Search the listing below for the word "ListProductsUseCase" and copy each line where it appears.

Recorded information:
··········

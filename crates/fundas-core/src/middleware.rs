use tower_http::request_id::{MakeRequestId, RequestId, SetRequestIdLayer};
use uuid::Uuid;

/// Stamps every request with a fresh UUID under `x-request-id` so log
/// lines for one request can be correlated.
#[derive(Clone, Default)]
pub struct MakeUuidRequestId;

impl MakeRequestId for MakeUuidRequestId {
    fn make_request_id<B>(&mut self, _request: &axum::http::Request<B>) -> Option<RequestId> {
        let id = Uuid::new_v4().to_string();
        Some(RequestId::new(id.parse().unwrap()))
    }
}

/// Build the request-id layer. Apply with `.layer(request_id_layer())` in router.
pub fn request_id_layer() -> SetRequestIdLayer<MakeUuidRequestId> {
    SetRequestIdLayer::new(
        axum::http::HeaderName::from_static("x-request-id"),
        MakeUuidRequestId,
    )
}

··········

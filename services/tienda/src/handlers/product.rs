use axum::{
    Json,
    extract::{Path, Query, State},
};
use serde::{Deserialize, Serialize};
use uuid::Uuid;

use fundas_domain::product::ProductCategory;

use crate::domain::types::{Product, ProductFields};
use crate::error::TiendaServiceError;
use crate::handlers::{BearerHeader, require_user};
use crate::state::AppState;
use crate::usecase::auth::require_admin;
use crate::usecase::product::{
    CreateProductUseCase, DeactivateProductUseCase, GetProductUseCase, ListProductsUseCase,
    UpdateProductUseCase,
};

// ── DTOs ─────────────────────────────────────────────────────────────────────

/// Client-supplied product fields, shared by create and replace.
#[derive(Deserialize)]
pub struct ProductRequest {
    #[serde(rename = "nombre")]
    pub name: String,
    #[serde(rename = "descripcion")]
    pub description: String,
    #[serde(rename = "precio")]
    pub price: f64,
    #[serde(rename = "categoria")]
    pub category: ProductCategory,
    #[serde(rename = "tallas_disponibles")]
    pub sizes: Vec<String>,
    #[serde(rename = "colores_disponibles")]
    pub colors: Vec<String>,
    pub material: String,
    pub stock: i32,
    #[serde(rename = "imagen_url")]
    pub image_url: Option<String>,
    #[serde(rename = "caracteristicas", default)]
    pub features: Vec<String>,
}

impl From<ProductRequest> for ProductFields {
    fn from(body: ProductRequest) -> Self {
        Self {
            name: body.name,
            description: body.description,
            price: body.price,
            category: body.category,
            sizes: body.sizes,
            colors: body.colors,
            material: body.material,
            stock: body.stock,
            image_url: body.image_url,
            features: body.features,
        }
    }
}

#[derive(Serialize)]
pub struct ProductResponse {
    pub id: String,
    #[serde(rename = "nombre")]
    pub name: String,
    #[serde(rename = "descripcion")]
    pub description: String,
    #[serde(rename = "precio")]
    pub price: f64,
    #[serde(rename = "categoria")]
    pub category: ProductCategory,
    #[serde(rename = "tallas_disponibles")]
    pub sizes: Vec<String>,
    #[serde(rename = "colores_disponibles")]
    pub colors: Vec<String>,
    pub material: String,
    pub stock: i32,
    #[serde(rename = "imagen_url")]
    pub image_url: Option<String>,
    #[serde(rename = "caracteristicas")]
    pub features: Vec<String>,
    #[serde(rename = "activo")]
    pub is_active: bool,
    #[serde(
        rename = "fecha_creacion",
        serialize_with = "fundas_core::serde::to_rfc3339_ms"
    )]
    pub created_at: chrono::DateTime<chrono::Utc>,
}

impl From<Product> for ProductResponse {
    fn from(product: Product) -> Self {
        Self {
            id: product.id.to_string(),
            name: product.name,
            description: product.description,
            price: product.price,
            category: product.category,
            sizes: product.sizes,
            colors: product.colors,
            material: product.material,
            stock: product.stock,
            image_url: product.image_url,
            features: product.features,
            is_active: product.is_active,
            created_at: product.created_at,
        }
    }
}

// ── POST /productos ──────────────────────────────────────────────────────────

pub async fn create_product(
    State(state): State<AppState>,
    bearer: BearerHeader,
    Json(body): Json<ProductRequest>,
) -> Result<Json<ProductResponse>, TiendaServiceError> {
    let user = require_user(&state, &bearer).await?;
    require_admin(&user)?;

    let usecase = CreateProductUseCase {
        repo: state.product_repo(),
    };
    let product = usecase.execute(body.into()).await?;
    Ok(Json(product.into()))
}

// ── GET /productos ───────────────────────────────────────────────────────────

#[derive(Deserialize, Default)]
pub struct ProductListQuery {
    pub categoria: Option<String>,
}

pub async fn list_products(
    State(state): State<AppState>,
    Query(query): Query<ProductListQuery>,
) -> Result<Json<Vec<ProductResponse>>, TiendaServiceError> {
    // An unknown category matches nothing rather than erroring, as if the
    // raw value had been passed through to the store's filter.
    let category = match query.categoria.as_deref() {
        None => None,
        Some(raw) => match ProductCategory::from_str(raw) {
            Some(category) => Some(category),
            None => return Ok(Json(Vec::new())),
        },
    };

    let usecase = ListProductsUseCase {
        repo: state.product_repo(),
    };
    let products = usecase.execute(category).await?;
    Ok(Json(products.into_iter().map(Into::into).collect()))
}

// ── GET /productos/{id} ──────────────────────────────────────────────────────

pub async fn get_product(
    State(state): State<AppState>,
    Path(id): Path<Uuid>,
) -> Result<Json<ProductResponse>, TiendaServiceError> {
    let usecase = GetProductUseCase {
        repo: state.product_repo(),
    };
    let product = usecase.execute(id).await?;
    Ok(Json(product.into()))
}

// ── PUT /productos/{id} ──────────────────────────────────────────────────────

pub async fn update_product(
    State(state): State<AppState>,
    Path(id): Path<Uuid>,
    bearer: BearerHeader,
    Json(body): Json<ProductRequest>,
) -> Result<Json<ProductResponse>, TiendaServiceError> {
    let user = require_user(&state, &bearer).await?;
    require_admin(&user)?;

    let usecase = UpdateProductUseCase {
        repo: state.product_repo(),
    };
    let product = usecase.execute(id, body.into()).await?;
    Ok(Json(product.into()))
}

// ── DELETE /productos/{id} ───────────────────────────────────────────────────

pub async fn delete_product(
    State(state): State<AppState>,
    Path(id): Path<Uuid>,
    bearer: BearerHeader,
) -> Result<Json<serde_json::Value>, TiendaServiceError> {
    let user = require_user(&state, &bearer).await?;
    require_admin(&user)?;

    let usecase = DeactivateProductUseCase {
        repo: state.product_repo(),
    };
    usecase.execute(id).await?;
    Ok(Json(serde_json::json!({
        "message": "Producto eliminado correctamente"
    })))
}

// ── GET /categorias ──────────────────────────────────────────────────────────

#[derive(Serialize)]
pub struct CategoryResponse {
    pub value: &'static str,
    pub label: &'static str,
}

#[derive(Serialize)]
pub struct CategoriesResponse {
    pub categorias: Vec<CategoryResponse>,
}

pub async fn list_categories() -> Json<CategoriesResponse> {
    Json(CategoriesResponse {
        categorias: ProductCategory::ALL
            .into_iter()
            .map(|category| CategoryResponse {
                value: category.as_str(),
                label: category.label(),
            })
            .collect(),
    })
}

··········

Result of the task:
    CreateProductUseCase, DeactivateProductUseCase, GetProductUseCase, ListProductsUseCase,
    let usecase = ListProductsUseCase {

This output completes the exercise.